Trotzdem blicke ich mit Sorge auf die inzwischen wieder schnell steigenden Fallzahlen und bin froh, wieder zuhause zu sein. Das Gedächtnis der Menschen scheint kurz zu sein; der Weg hin zu einem effektiven Impfschutz ist noch weit. Bis dahin scheinen mir Masketragen und Abstandhalten sowie der Verzicht auf unnötige Menschenansammlungen weiter sinnvoll zu sein. Auch wenn es ungerecht ist, halte ich in diesem Sinne auch die Tests bei Reiserückkehrer*innen aus Risikogebieten für eine sinnvolle Sache.
In Baden-Württemberg sind noch bis Anfang September Schulferien. Danach kommt der Herbst, und (wie im Juni schon geschrieben) auch die Schule läuft dann wieder an. Laut Kultusministerium soll der Fokus auf dem „Kerncurriculum“ liegen, schulspezifische Ergänzungen oder AGs werden als „kann wegfallen“ betrachtet.
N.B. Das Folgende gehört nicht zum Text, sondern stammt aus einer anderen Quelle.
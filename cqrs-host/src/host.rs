//! Phased host composition.
//!
//! Callbacks are collected per phase and run in registration order when the
//! host is built:
//!
//! 1. host configuration
//! 2. app configuration, layered over the host configuration
//! 3. service registration
//! 4. container configuration
//!
//! The built [`Host`] owns the service provider and an axum router whose
//! state is a [`HostContext`].

use std::{any::type_name, fmt, sync::Arc};

use axum::Router;
use tokio::net::TcpListener;
use tracing::{debug, info};

use crate::{
    config::{Configuration, ConfigurationBuilder},
    container::{
        ContainerBackend, DefaultContainer, ServiceCollection, ServiceProvider,
        error::ResolveError,
    },
    cqrs::{CommandExecutor, QueryExecutor},
    error::HostError,
    http::{DefaultHttpClientFactory, HttpClientFactory},
    logging::Logger,
};

/// Configuration key holding the environment name.
pub const ENVIRONMENT_KEY: &str = "Environment";

const DEFAULT_ENVIRONMENT: &str = "Production";

type HostConfigurationAction = Box<dyn FnOnce(&mut ConfigurationBuilder) + Send>;
type AppConfigurationAction =
    Box<dyn FnOnce(&HostBuilderContext, &mut ConfigurationBuilder) + Send>;
type ServicesAction =
    Box<dyn FnOnce(&HostBuilderContext, &mut ServiceCollection) + Send>;
type ContainerAction =
    Box<dyn FnOnce(&mut dyn ContainerBackend) -> Result<(), HostError> + Send>;

/// What service and app configuration callbacks can see of the host.
#[derive(Debug, Clone)]
pub struct HostBuilderContext {
    /// Host configuration while app configuration runs, the full
    /// app configuration afterwards.
    pub configuration: Arc<Configuration>,
    /// Resolved environment name.
    pub environment: String,
}

impl HostBuilderContext {
    /// Compares the environment name ignoring ASCII case.
    pub fn is_environment(&self, name: &str) -> bool {
        self.environment.eq_ignore_ascii_case(name)
    }

    /// Whether this is the `Development` environment.
    pub fn is_development(&self) -> bool {
        self.is_environment("Development")
    }
}

/// Collects the callbacks of each composition phase and runs them in
/// [`build`](Self::build):
///
/// 1. host configuration, seeded with the environment name;
/// 2. app configuration, layered over the host configuration;
/// 3. service registration;
/// 4. container actions, then the container backend builds the provider.
///
/// Callbacks within a phase run in registration order.
pub struct HostBuilder {
    environment: String,
    host_configuration: Vec<HostConfigurationAction>,
    app_configuration: Vec<AppConfigurationAction>,
    services: Vec<ServicesAction>,
    container: Box<dyn ContainerBackend>,
    container_actions: Vec<ContainerAction>,
}

impl Default for HostBuilder {
    fn default() -> Self {
        Self {
            environment: DEFAULT_ENVIRONMENT.to_string(),
            host_configuration: Vec::new(),
            app_configuration: Vec::new(),
            services: Vec::new(),
            container: Box::new(DefaultContainer),
            container_actions: Vec::new(),
        }
    }
}

impl HostBuilder {
    /// Empty builder for the `Production` environment with the default
    /// container.
    pub fn new() -> Self {
        Self::default()
    }

    /// Builder with the entry point's composition already applied.
    pub fn for_entry_point<E: EntryPoint>() -> Result<Self, HostError> {
        let mut builder = Self::new();
        E::configure(&mut builder)?;
        Ok(builder)
    }

    /// Sets the environment name. An `Environment` key in the host
    /// configuration takes precedence.
    pub fn use_environment(&mut self, environment: impl Into<String>) -> &mut Self {
        self.environment = environment.into();
        self
    }

    /// Adds a host configuration callback.
    pub fn configure_host_configuration<F>(&mut self, action: F) -> &mut Self
    where
        F: FnOnce(&mut ConfigurationBuilder) + Send + 'static,
    {
        self.host_configuration.push(Box::new(action));
        self
    }

    /// Adds an app configuration callback. It sees the built host
    /// configuration through the context.
    pub fn configure_app_configuration<F>(&mut self, action: F) -> &mut Self
    where
        F: FnOnce(&HostBuilderContext, &mut ConfigurationBuilder) + Send + 'static,
    {
        self.app_configuration.push(Box::new(action));
        self
    }

    /// Adds a service registration callback.
    pub fn configure_services<F>(&mut self, action: F) -> &mut Self
    where
        F: FnOnce(&HostBuilderContext, &mut ServiceCollection) + Send + 'static,
    {
        self.services.push(Box::new(action));
        self
    }

    /// Replaces the container backend. Container actions registered before
    /// the swap apply to the new backend.
    pub fn use_container<C: ContainerBackend>(&mut self, container: C) -> &mut Self {
        self.container = Box::new(container);
        self
    }

    /// Runs `action` against the container backend, which must be a `C`
    /// when the host is built.
    pub fn configure_container<C, F>(&mut self, action: F) -> &mut Self
    where
        C: ContainerBackend,
        F: FnOnce(&mut C) + Send + 'static,
    {
        self.container_actions.push(Box::new(
            move |backend: &mut dyn ContainerBackend| {
                let actual = backend.type_name();
                let container = backend
                    .as_any_mut()
                    .downcast_mut::<C>()
                    .ok_or(HostError::ContainerTypeMismatch {
                        expected: type_name::<C>(),
                        actual,
                    })?;
                action(container);
                Ok(())
            },
        ));
        self
    }

    /// Type name of the current container backend.
    pub fn container_type_name(&self) -> &'static str {
        self.container.type_name()
    }

    /// Runs every phase and attaches the resulting state to `router`.
    /// The configuration and the HTTP client factory are registered as
    /// fallbacks, so applications may replace them.
    pub fn build(self, router: Router<HostContext>) -> Result<Host, HostError> {
        let HostBuilder {
            environment,
            host_configuration,
            app_configuration,
            services: service_actions,
            mut container,
            container_actions,
        } = self;

        let mut host_builder = ConfigurationBuilder::new();
        host_builder.add_in_memory([(ENVIRONMENT_KEY, environment.as_str())]);
        for action in host_configuration {
            action(&mut host_builder);
        }
        let host_configuration = Arc::new(host_builder.build()?);
        let environment = host_configuration
            .get(ENVIRONMENT_KEY)
            .unwrap_or(DEFAULT_ENVIRONMENT)
            .to_string();

        let mut context = HostBuilderContext {
            configuration: host_configuration.clone(),
            environment,
        };

        let mut app_builder = ConfigurationBuilder::new();
        app_builder.add_configuration(host_configuration);
        for action in app_configuration {
            action(&context, &mut app_builder);
        }
        let configuration = Arc::new(app_builder.build()?);
        context.configuration = configuration.clone();

        let mut services = ServiceCollection::new();
        for action in service_actions {
            action(&context, &mut services);
        }
        services.add_fallback_singleton::<Configuration>(configuration.clone());
        let factory = DefaultHttpClientFactory::new(services.take_http_clients())?;
        services.add_fallback_singleton::<dyn HttpClientFactory>(Arc::new(factory));

        for action in container_actions {
            action(container.as_mut())?;
        }
        let container_name = container.type_name();
        let services = Arc::new(container.build(services)?);

        debug!(
            environment = %context.environment,
            container = container_name,
            configuration_keys = configuration.len(),
            "host built"
        );

        let state = HostContext {
            services: services.clone(),
            configuration: configuration.clone(),
        };
        Ok(Host {
            services,
            configuration,
            environment: context.environment,
            router: router.with_state(state),
        })
    }
}

impl fmt::Debug for HostBuilder {
    fn fmt(&self, f: &mut fmt::Formatter<'_>) -> fmt::Result {
        f.debug_struct("HostBuilder")
            .field("environment", &self.environment)
            .field("host_configuration", &self.host_configuration.len())
            .field("app_configuration", &self.app_configuration.len())
            .field("services", &self.services.len())
            .field("container", &self.container.type_name())
            .field("container_actions", &self.container_actions.len())
            .finish()
    }
}

/// Router state: the services and configuration of a built host.
#[derive(Debug, Clone)]
pub struct HostContext {
    services: Arc<ServiceProvider>,
    configuration: Arc<Configuration>,
}

impl HostContext {
    /// The host's services.
    pub fn services(&self) -> &ServiceProvider {
        &self.services
    }

    /// The app configuration.
    pub fn configuration(&self) -> &Configuration {
        &self.configuration
    }

    /// Command dispatch over the host's services.
    pub fn commands(&self) -> CommandExecutor<'_> {
        CommandExecutor::new(&self.services)
    }

    /// Query dispatch over the host's services.
    pub fn queries(&self) -> QueryExecutor<'_> {
        QueryExecutor::new(&self.services)
    }

    /// Logger for category `C`.
    pub fn logger<C: ?Sized + 'static>(
        &self,
    ) -> Result<Arc<dyn Logger<C>>, ResolveError> {
        self.services.logger::<C>()
    }
}

/// A composed application.
#[derive(Debug)]
pub struct Host {
    services: Arc<ServiceProvider>,
    configuration: Arc<Configuration>,
    environment: String,
    router: Router,
}

impl Host {
    /// Same as [`HostBuilder::new`].
    pub fn builder() -> HostBuilder {
        HostBuilder::new()
    }

    /// The built service provider.
    pub fn services(&self) -> &Arc<ServiceProvider> {
        &self.services
    }

    /// The app configuration.
    pub fn configuration(&self) -> &Arc<Configuration> {
        &self.configuration
    }

    /// The resolved environment name.
    pub fn environment(&self) -> &str {
        &self.environment
    }

    /// The routes with their state attached, ready to serve or to drive
    /// in-process.
    pub fn router(&self) -> Router {
        self.router.clone()
    }

    /// Serves the router on `listener` until the server stops.
    pub async fn serve(self, listener: TcpListener) -> Result<(), HostError> {
        if let Ok(address) = listener.local_addr() {
            info!(%address, environment = %self.environment, "serving");
        }
        axum::serve(listener, self.router)
            .await
            .map_err(HostError::Serve)
    }
}

/// An application that can be composed by a [`HostBuilder`].
pub trait EntryPoint: 'static {
    /// Registers the application's configuration, services and container.
    fn configure(builder: &mut HostBuilder) -> Result<(), HostError>;

    /// The application's routes, before host state is attached.
    fn router() -> Router<HostContext>;
}
use std::path::PathBuf;

use thiserror::Error;

/// Failures while loading or reading configuration.
#[derive(Debug, Error)]
pub enum ConfigError {
    /// A required file source does not exist.
    #[error("configuration file not found at {path}")]
    MissingFile { path: PathBuf },
    /// A file source exists but could not be read.
    #[error("failed to read configuration file {path}: {source}")]
    Io {
        path: PathBuf,
        #[source]
        source: std::io::Error,
    },
    /// TOML that does not parse. `origin` is the file path or the label
    /// given with the text.
    #[error("failed to parse TOML configuration from {origin}: {source}")]
    Parse {
        origin: String,
        #[source]
        source: toml::de::Error,
    },
    /// A `.env` file that could not be read or parsed.
    #[error("failed to read env file {path}: {source}")]
    EnvFile {
        path: PathBuf,
        #[source]
        source: dotenvy::Error,
    },
    /// Returned by [`Configuration::get_required`](crate::Configuration::get_required).
    #[error("missing required configuration key `{key}`")]
    MissingKey { key: String },
    /// A value that does not parse into the requested type.
    #[error("invalid value `{value}` for configuration key `{key}`: {message}")]
    InvalidValue {
        key: String,
        value: String,
        message: String,
    },
}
Bisher ist dafür ein weitgehend „normaler“ Präsenzbetrieb geplant. Nach jetzigem Stand soll es eine Maskenpflicht nur außerhalb des Unterrichts geben. Ob das so bleibt, bin ich skeptisch – und ich hoffe weiterhin, dass unabhängig von den Weisungen der Kultusministerin alle Schulen sich intensiv auf einen Plan B vorbereiten, bei dem größere Teil des Schulbetriebs im Distanzunterricht stattfinden werden. Selbst wenn wir im September nicht mitten in einer zweiten Welle mit Ausgangsbeschränkungen liegen, wird es einzelne Klassen und Schulen geben, die aufgrund von Coronafällen in Quarantäne gehen müssen, und es wird Kinder geben, die aufgrund von Vorerkrankungen oder aus Sorge der Eltern vom Präsenzunterricht abgemeldet sind. Auch diese müssen erreicht werden. An vielen Schulen hat sich dafür in den letzten Wochen des letzten Schulhalbjahrs eine gute Praxis entwickelt. „Never change a running system“ heißt auch, dann nicht mitten in der Pandemie auf neue Software umzusteigen, wie es Frau Eisenmann wohl plant. Bildungspolitisch wird es jedenfalls zunehmend heiß im Land.
Und etwas weiter in die Zukunft geblickt, stehen dann Landes- und Bundesparteitage an. Aktuell sind solche Veranstaltungen mit Hygienekonzepten und Abstandsgeboten möglich. Ob das im Spätherbst immer noch der Fall sein wird, ist die eine Frage – ob es sinnvoll ist, sich mit ein paar hundert Delegierten in einer Halle zu versammeln, um über Programme und Personen zu befinden, die andere. (Die Aufstellungsversammlungen zur Landtagswahl im Wahlkreis Freiburg liefen mit viel Abstand im Biergarten – das ist aber leider nicht auf einen großen Parteitag im November übertragbar …).